▸ **Goal of the exercise**
I need the lines below from the one with "self.variables.iter_mut().find(|v| v.name() == name)" down to the one with "self.last_camera = None;" reproduced exactly, both ends included, and nothing else.

==== Provided material ====

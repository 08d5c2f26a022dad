use std::sync::Arc;
use glam::{Mat4, Vec3};
use crate::renderer::mock_render_device::{DeviceCommand, MockRenderDevice};
use crate::renderer::MaterialDesc;
use crate::scene::test_object::{material, TestObject};
use super::*;

fn geometry() -> Arc<GeometryData> {
    Arc::new(GeometryData::new(3, 1))
}

fn prioritized(name: &str, priority: i32) -> Arc<Material> {
    Arc::new(Material::new(MaterialDesc {
        name: name.to_string(),
        priority,
        pass_flags: u64::MAX,
        ..Default::default()
    }))
}

fn operation(m: &Arc<Material>, g: &Arc<GeometryData>) -> RenderOperation {
    RenderOperation::new(m.clone(), g.clone())
}

// ============================================================================
// Selection mask
// ============================================================================

#[test]
fn test_selection_mask() {
    assert_eq!(selection_mask(-1), u64::MAX);
    assert_eq!(selection_mask(0), 1);
    assert_eq!(selection_mask(5), 1 << 5);
    assert_eq!(selection_mask(63), 1 << 63);
    assert_eq!(selection_mask(64), 0);
    assert_eq!(selection_mask(-2), 0);
}

// ============================================================================
// Grouping
// ============================================================================

#[test]
fn test_same_triple_shares_one_list() {
    let mut batch = BatchData::default();
    let m = material("m", 1);
    let g = geometry();

    batch.add_operation(&m, &g, operation(&m, &g));
    batch.add_operation(&m, &g, operation(&m, &g));

    assert_eq!(batch.operation_list_count(), 1);
    assert_eq!(batch.operations(m.id(), g.id()).map(<[_]>::len), Some(2));

    let mut device = MockRenderDevice::new();
    batch.render_batch(&mut device, 0).unwrap();
    assert_eq!(device.renders().len(), 1);
    assert_eq!(device.rendered_operation_count(), 2);
}

#[test]
fn test_geometries_render_in_insertion_order() {
    let mut batch = BatchData::default();
    let a = material("a", 1);
    let b = material("b", 1);
    let g1 = geometry();
    let g2 = geometry();

    batch.add_operation(&b, &g1, operation(&b, &g1));
    batch.add_operation(&a, &g1, operation(&a, &g1));
    batch.add_operation(&b, &g2, operation(&b, &g2));

    let mut device = MockRenderDevice::new();
    batch.render_batch(&mut device, 0).unwrap();
    assert_eq!(device.rendered_material_names(), vec!["b", "b", "a"]);
}

#[test]
fn test_priorities_render_in_first_use_order() {
    let mut batch = BatchData::default();
    let high = prioritized("high", 5);
    let low = prioritized("low", 1);
    let g = geometry();

    batch.add_operation(&high, &g, operation(&high, &g));
    batch.add_operation(&low, &g, operation(&low, &g));

    assert_eq!(batch.priorities().collect::<Vec<_>>(), vec![5, 1]);
    let mut device = MockRenderDevice::new();
    batch.render_batch(&mut device, -1).unwrap();
    assert_eq!(device.rendered_material_names(), vec!["high", "low"]);
}

#[test]
fn test_priority_is_clamped() {
    let mut batch = BatchData::default();
    let over = prioritized("over", 100);
    let under = prioritized("under", -5);
    let g = geometry();

    batch.add_operation(&over, &g, operation(&over, &g));
    batch.add_operation(&under, &g, operation(&under, &g));

    assert_eq!(batch.priorities().collect::<Vec<_>>(), vec![(MAX_PRIORITY - 1) as usize, 0]);
}

// ============================================================================
// add_visible_object
// ============================================================================

#[test]
fn test_add_visible_object_applies_world_transform() {
    let mut batch = BatchData::default();
    let m = material("m", 1);
    let g = geometry();
    let local = Mat4::from_translation(Vec3::new(0.0, 1.0, 0.0));
    let world_space = Mat4::from_translation(Vec3::new(0.0, 0.0, 7.0));
    let object = TestObject::new(Vec3::new(2.0, 0.0, 0.0), 1.0).with_operations(vec![
        operation(&m, &g).with_transform(local),
        operation(&m, &g).with_final_transform(world_space),
    ]);

    batch.add_visible_object(&object, 0);

    let operations = batch.operations(m.id(), g.id()).unwrap();
    assert_eq!(operations[0].root_transform, Mat4::from_translation(Vec3::new(2.0, 1.0, 0.0)));
    assert_eq!(operations[1].root_transform, world_space);
    assert_eq!(batch.object_count(), 1);
}

#[test]
fn test_add_visible_object_skips_incomplete_operations() {
    let mut batch = BatchData::default();
    let m = material("m", 1);
    let g = geometry();
    let mut missing_geometry = operation(&m, &g);
    missing_geometry.geometry = None;
    let mut missing_material = operation(&m, &g);
    missing_material.material = None;
    let object = TestObject::new(Vec3::ZERO, 1.0)
        .with_operations(vec![missing_geometry, missing_material, operation(&m, &g)]);

    batch.add_visible_object(&object, 0);
    assert_eq!(batch.operation_count(), 1);
}

// ============================================================================
// Clear / Reset
// ============================================================================

#[test]
fn test_clear_keeps_tables() {
    let mut batch = BatchData::default();
    let idle = batch.cache().idle_operation_lists();
    let m = material("m", 1);
    let g = geometry();
    batch.add_operation(&m, &g, operation(&m, &g));

    batch.clear();

    assert_eq!(batch.operation_count(), 0);
    assert_eq!(batch.material_count(), 1);
    assert_eq!(batch.operation_list_count(), 1);
    assert_eq!(batch.cache().idle_operation_lists(), idle - 1);
}

#[test]
fn test_reset_recycles_everything() {
    let mut batch = BatchData::default();
    let lists = batch.cache().idle_operation_lists();
    let tables = batch.cache().idle_geometry_tables();
    let m = material("m", 1);
    let g1 = geometry();
    let g2 = geometry();
    batch.add_operation(&m, &g1, operation(&m, &g1));
    batch.add_operation(&m, &g2, operation(&m, &g2));

    batch.reset();

    assert_eq!(batch.material_count(), 0);
    assert_eq!(batch.object_count(), 0);
    assert_eq!(batch.cache().idle_operation_lists(), lists);
    assert_eq!(batch.cache().idle_geometry_tables(), tables);

    // Refilling draws the containers back out of the pool
    batch.add_operation(&m, &g1, operation(&m, &g1));
    batch.add_operation(&m, &g2, operation(&m, &g2));

    assert_eq!(batch.material_count(), 1);
    assert_eq!(batch.operation_list_count(), 2);
    assert_eq!(batch.cache().idle_operation_lists(), lists - 2);
    assert_eq!(batch.cache().idle_geometry_tables(), tables - 1);
}

// ============================================================================
// render_batch
// ============================================================================

#[test]
fn test_selector_filters_materials() {
    let mut batch = BatchData::default();
    let main = material("main", 1 << 0);
    let shadow = material("shadow", 1 << 1);
    let both = material("both", (1 << 0) | (1 << 1));
    let g = geometry();
    for m in [&main, &shadow, &both] {
        batch.add_operation(m, &g, operation(m, &g));
    }

    let mut device = MockRenderDevice::new();
    batch.render_batch(&mut device, 1).unwrap();
    assert_eq!(device.rendered_material_names(), vec!["shadow", "both"]);

    let mut device = MockRenderDevice::new();
    batch.render_batch(&mut device, -1).unwrap();
    assert_eq!(device.rendered_material_names(), vec!["main", "shadow", "both"]);

    let mut device = MockRenderDevice::new();
    batch.render_batch(&mut device, 64).unwrap();
    assert!(device.renders().is_empty());
}

#[test]
fn test_render_passes_selector_to_device() {
    let mut batch = BatchData::default();
    let m = material("m", u64::MAX);
    let g = geometry();
    batch.add_operation(&m, &g, operation(&m, &g));

    let mut device = MockRenderDevice::new();
    batch.render_batch(&mut device, 3).unwrap();
    assert!(matches!(device.renders()[0], DeviceCommand::Render { selector_id: 3, .. }));
}

#[test]
fn test_discarded_geometry_stops_material() {
    let mut batch = BatchData::default();
    let m = material("m", 1);
    let g1 = geometry();
    let g2 = Arc::new(GeometryData::new(3, 1).discarded());
    let g3 = geometry();
    for g in [&g1, &g2, &g3] {
        batch.add_operation(&m, g, operation(&m, g));
    }

    let mut device = MockRenderDevice::new();
    batch.render_batch(&mut device, 0).unwrap();
    assert_eq!(device.renders().len(), 1);
    assert_eq!(batch.operation_list_count(), 3);
}

#[test]
fn test_emptied_entries_are_pruned() {
    let mut batch = BatchData::default();
    let lists = batch.cache().idle_operation_lists();
    let tables = batch.cache().idle_geometry_tables();
    let kept = material("kept", 1);
    let dropped = material("dropped", 1);
    let g = geometry();
    batch.add_operation(&kept, &g, operation(&kept, &g));
    batch.add_operation(&dropped, &g, operation(&dropped, &g));

    // Next frame only one material comes back
    batch.clear();
    batch.add_operation(&kept, &g, operation(&kept, &g));

    let mut device = MockRenderDevice::new();
    batch.render_batch(&mut device, 0).unwrap();

    assert_eq!(device.rendered_material_names(), vec!["kept"]);
    assert_eq!(batch.material_count(), 1);
    assert_eq!(batch.cache().idle_operation_lists(), lists - 1);
    assert_eq!(batch.cache().idle_geometry_tables(), tables - 1);
}

#[test]
fn test_has_visible_material() {
    let mut batch = BatchData::default();
    let shadow = material("shadow", 1 << 2);
    let g = geometry();

    assert!(!batch.has_visible_material(-1));
    batch.add_operation(&shadow, &g, operation(&shadow, &g));

    assert!(batch.has_visible_material(2));
    assert!(batch.has_visible_material(-1));
    assert!(!batch.has_visible_material(0));

    batch.clear();
    assert!(!batch.has_visible_material(2));
}
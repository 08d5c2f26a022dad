//! Batch module: draw-call grouping with pooled containers.

mod batch_data;
mod batch_data_buffer_cache;

pub use batch_data::{BatchData, MAX_PRIORITY, selection_mask};
pub use batch_data_buffer_cache::{
    BatchCacheConfig, BatchDataBufferCache, GeometryTable, MaterialTable, OperationList,
};
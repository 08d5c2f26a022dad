/// SceneProcedure: an ordered list of scene passes sharing a set of
/// declared variables.

use std::sync::Arc;
use crate::error::Galaxy3dResult;
use crate::log::Logger;
use crate::script::{SceneVariable, SceneVariableType};
use crate::engine_debug;
use super::scene_pass::{PassContext, ScenePass};

const LOG_SOURCE: &str = "galaxy3d::SceneProcedure";

pub struct SceneProcedure {
    name: String,
    variables: Vec<SceneVariable>,
    passes: Vec<ScenePass>,
    /// Camera index the batch was last filled for, during the current frame
    last_camera: Option<usize>,
    logger: Arc<dyn Logger>,
}

impl SceneProcedure {
    pub fn new(
        name: impl Into<String>,
        variables: Vec<SceneVariable>,
        passes: Vec<ScenePass>,
        logger: Arc<dyn Logger>,
    ) -> Self {
        Self {
            name: name.into(),
            variables,
            passes,
            last_camera: None,
            logger,
        }
    }

    pub fn name(&self) -> &str {
        &self.name
    }

    pub fn variables(&self) -> &[SceneVariable] {
        &self.variables
    }

    pub fn variable(&self, name: &str) -> Option<&SceneVariable> {
        self.variables.iter().find(|v| v.name() == name)
    }

    /// Mutable access, for hosts feeding values (matrices, flags) between frames
    pub fn variable_mut(&mut self, name: &str) -> Option<&mut SceneVariable> {
        self.variables.iter_mut().find(|v| v.name() == name)
    }

    pub fn passes(&self) -> &[ScenePass] {
        &self.passes
    }

    pub fn last_camera(&self) -> Option<usize> {
        self.last_camera
    }

    /// Whether every effect, render target and depth-stencil variable holds
    /// its handle.
    pub fn is_available(&self) -> bool {
        self.variables.iter()
            .filter(|v| matches!(
                v.variable_type(),
                SceneVariableType::Effect | SceneVariableType::RenderTarget | SceneVariableType::DepthStencil
            ))
            .all(SceneVariable::is_resolved)
    }

    /// Run every pass in order.
    ///
    /// The first pass always fills the batch; later passes refill it only
    /// when they select another camera.
    pub fn render(&mut self, context: &mut PassContext<'_>) -> Galaxy3dResult<()> {
        engine_debug!(self.logger, LOG_SOURCE,
            "Procedure '{}': rendering {} passes", self.name, self.passes.len());

        self.last_camera = None;
        for pass in &self.passes {
            pass.invoke(context, &mut self.variables, &mut self.last_camera)?;
        }
        Ok(())
    }
}

#[cfg(test)]
#[path = "scene_procedure_tests.rs"]
mod tests;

====

▸ **Result of the task**
        self.variables.iter_mut().find(|v| v.name() == name)
    }

    pub fn passes(&self) -> &[ScenePass] {
        &self.passes
    }

    pub fn last_camera(&self) -> Option<usize> {
        self.last_camera
    }

    /// Whether every effect, render target and depth-stencil variable holds
    /// its handle.
    pub fn is_available(&self) -> bool {
        self.variables.iter()
            .filter(|v| matches!(
                v.variable_type(),
                SceneVariableType::Effect | SceneVariableType::RenderTarget | SceneVariableType::DepthStencil
            ))
            .all(SceneVariable::is_resolved)
    }

    /// Run every pass in order.
    ///
    /// The first pass always fills the batch; later passes refill it only
    /// when they select another camera.
    pub fn render(&mut self, context: &mut PassContext<'_>) -> Galaxy3dResult<()> {
        engine_debug!(self.logger, LOG_SOURCE,
            "Procedure '{}': rendering {} passes", self.name, self.passes.len());

        self.last_camera = None;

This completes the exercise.